▶ **Problem statement**
Every line below that holds the string "FraudAlert" should be copied.

▶ **Data to examine**
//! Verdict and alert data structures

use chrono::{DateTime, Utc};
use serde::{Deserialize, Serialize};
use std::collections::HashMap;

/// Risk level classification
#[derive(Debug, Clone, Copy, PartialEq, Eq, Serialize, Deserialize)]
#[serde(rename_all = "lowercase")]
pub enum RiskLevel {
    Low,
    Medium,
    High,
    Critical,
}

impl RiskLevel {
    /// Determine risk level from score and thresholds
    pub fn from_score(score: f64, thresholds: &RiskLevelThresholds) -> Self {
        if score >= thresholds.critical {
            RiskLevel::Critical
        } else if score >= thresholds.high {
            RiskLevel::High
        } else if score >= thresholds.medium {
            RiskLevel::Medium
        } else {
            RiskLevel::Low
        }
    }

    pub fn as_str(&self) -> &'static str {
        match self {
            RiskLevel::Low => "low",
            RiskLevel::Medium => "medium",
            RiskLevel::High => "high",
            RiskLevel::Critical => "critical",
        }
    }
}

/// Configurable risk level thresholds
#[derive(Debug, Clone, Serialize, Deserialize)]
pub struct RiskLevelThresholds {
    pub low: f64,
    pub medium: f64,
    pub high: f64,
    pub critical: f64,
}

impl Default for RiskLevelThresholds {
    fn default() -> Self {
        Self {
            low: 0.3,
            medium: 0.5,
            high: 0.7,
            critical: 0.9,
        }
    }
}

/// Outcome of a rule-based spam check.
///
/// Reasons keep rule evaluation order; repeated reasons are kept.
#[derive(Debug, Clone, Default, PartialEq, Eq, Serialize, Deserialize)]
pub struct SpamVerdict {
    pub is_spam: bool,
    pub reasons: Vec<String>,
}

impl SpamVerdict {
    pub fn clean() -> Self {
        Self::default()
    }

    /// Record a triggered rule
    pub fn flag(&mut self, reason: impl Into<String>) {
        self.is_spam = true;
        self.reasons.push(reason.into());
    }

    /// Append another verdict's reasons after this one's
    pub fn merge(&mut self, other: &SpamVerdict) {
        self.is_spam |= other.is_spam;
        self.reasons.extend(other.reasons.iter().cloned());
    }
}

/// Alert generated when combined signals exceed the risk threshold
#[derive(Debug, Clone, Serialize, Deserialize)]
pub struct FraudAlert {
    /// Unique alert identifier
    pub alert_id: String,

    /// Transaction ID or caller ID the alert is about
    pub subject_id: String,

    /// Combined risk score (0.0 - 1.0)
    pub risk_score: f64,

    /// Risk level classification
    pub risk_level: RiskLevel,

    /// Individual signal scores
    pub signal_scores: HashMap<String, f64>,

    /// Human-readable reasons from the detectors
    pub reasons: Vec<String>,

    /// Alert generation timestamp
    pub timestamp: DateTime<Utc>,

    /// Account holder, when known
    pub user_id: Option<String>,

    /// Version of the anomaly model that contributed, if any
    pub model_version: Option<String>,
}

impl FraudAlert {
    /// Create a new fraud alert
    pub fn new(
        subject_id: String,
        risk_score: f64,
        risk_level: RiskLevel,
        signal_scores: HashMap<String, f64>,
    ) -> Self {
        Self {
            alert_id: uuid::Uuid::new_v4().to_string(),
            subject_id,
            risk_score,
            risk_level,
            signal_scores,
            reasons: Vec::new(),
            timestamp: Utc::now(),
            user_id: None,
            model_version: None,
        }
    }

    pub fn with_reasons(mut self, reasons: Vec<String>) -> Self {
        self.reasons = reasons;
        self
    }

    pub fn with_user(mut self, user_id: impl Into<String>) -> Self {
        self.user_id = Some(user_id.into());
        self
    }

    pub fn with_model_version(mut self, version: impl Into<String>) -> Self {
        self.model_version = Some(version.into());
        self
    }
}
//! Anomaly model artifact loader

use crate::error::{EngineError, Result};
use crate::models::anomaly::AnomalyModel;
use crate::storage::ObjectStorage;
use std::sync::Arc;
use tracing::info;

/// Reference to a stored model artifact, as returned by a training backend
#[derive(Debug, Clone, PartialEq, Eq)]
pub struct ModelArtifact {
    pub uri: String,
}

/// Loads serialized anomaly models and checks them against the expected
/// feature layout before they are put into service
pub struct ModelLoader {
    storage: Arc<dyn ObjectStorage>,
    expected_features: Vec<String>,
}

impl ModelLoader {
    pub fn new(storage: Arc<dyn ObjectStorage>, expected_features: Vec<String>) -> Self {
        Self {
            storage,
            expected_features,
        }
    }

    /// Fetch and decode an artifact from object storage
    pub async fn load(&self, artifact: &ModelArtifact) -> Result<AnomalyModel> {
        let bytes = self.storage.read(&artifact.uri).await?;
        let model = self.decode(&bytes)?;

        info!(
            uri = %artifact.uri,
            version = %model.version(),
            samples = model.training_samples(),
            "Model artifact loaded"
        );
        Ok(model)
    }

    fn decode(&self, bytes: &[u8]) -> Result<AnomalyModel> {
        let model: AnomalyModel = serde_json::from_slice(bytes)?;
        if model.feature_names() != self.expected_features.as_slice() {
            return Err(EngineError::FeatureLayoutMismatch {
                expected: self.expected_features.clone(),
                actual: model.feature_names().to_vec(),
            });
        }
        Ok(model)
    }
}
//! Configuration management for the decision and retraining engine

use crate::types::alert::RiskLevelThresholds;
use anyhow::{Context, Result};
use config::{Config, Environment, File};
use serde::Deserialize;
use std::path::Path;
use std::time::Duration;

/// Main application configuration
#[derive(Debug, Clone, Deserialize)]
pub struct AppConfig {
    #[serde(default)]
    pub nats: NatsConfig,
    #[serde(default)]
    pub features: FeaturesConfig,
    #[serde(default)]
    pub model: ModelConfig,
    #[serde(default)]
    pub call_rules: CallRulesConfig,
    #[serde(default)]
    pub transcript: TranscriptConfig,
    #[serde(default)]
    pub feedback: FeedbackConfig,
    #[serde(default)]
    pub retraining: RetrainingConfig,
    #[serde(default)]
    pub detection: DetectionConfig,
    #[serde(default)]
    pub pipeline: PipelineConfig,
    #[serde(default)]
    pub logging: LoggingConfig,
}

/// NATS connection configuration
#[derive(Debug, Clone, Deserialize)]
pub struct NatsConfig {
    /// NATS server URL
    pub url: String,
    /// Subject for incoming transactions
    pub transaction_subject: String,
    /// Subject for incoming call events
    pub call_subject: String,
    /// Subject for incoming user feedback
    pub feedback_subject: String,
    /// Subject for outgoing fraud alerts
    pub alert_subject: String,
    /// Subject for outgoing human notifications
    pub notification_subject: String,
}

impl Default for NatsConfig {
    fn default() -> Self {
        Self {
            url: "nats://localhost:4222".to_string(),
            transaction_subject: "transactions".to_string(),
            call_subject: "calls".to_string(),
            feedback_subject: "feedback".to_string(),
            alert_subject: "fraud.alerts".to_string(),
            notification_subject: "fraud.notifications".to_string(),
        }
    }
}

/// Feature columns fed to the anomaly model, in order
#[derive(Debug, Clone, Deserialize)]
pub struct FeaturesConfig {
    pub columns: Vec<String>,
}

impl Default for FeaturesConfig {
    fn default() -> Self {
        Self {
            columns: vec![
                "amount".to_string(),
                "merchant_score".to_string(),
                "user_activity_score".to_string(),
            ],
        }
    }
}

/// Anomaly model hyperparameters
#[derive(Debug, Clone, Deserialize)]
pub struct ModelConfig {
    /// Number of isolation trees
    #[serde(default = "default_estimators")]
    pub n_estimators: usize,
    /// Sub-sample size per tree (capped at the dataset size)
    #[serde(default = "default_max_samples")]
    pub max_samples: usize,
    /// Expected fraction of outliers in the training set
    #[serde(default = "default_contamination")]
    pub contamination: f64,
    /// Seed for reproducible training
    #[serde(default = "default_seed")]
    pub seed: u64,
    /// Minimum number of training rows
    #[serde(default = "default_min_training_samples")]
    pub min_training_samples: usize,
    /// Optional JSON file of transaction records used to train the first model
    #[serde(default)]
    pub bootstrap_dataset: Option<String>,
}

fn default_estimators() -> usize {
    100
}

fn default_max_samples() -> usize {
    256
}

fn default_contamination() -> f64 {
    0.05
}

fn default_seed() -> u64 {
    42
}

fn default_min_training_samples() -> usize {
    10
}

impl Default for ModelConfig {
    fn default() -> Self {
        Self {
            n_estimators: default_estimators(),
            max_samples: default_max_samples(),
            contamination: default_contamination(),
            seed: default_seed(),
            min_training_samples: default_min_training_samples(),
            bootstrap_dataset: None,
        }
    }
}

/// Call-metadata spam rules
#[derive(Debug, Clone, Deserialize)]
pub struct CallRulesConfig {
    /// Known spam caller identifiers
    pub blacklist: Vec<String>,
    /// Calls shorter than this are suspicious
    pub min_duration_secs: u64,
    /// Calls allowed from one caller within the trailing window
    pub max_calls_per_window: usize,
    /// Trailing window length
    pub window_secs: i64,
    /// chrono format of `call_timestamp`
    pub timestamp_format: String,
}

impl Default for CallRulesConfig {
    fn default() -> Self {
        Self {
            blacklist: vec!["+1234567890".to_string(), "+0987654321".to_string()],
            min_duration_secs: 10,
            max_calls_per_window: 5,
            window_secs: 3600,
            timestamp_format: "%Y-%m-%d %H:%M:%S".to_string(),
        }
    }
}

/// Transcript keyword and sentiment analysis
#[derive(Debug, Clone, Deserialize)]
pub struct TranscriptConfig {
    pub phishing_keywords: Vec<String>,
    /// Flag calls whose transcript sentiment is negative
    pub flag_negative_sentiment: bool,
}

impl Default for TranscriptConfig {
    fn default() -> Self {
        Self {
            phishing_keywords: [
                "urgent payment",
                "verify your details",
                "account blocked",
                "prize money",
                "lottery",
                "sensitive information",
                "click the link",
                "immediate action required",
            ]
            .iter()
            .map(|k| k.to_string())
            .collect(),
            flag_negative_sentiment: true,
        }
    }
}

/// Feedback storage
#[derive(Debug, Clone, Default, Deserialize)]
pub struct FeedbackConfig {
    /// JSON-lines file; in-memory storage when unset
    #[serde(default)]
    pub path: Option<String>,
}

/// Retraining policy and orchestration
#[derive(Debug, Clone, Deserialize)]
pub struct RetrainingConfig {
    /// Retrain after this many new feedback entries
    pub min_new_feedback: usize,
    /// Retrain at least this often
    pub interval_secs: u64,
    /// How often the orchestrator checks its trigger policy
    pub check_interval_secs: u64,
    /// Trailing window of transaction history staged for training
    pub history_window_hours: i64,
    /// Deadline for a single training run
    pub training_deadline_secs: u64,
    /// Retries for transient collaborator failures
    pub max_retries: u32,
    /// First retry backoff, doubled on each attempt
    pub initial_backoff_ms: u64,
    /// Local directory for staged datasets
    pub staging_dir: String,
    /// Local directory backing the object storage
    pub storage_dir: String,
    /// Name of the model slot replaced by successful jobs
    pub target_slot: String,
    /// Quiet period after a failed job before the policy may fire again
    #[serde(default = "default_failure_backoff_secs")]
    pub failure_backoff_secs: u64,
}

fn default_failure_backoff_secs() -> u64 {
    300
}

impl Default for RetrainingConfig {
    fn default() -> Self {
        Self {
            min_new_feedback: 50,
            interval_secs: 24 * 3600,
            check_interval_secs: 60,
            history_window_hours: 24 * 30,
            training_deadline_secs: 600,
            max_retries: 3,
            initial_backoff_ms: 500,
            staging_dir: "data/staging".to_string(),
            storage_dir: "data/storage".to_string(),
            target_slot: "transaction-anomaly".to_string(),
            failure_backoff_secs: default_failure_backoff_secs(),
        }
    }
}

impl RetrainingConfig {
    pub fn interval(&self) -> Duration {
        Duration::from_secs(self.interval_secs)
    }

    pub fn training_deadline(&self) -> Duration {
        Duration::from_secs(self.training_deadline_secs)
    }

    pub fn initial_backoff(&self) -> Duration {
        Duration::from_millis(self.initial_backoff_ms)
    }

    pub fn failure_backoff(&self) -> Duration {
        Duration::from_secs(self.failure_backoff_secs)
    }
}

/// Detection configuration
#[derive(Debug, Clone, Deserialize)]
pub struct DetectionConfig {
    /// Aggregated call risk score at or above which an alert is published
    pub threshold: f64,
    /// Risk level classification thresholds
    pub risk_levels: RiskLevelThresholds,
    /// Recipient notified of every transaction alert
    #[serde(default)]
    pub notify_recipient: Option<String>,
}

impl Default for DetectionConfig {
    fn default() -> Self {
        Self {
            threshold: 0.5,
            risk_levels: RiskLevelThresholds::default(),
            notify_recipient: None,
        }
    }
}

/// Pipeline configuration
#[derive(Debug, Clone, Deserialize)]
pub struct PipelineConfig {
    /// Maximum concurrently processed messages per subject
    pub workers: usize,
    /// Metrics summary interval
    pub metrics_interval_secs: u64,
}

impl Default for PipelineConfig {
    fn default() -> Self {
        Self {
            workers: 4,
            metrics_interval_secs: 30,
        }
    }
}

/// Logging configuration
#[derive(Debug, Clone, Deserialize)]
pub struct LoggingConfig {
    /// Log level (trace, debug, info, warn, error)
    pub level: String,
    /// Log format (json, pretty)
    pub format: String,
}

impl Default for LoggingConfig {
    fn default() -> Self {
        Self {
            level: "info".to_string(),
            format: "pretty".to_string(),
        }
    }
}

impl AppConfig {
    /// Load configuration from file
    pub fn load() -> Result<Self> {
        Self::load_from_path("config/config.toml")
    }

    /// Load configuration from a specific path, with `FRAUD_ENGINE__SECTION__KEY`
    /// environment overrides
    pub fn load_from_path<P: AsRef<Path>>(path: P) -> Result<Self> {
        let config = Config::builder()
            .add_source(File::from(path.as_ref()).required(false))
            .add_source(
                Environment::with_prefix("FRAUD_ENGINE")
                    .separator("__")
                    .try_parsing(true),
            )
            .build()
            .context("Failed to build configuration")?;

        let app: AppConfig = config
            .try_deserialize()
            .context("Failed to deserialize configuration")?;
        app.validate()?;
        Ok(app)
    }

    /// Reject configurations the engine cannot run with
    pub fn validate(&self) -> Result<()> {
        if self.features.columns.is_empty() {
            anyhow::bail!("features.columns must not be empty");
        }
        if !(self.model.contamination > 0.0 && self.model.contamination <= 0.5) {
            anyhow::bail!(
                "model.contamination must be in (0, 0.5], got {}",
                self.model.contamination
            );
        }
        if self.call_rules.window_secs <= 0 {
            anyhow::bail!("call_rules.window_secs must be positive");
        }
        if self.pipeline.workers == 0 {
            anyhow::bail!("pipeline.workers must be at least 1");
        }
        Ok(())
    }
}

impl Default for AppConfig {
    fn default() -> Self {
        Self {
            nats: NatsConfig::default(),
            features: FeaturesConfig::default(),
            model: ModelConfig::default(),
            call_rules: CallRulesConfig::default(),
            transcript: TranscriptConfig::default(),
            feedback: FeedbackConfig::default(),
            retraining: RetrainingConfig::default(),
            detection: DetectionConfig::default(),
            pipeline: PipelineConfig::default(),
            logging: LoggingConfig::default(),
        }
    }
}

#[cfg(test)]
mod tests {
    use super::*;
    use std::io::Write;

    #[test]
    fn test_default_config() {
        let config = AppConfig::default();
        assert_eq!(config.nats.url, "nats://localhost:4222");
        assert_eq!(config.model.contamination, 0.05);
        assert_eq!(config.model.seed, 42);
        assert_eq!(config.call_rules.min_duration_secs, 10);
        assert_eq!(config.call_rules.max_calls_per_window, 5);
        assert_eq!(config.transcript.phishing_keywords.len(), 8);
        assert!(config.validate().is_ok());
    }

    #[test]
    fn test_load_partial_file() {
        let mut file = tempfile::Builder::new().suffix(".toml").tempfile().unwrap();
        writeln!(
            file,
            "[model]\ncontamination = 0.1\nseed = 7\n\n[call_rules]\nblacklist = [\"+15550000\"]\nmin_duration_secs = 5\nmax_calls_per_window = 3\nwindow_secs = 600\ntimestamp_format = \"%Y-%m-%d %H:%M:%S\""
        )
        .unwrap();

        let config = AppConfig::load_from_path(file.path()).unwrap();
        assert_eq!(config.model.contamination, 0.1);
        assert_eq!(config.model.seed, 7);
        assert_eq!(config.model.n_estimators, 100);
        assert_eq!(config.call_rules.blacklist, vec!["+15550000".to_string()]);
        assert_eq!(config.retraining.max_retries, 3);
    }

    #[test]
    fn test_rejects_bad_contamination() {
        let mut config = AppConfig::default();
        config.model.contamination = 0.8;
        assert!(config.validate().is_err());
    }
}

▶ **Response area**
pub struct FraudAlert {
impl FraudAlert {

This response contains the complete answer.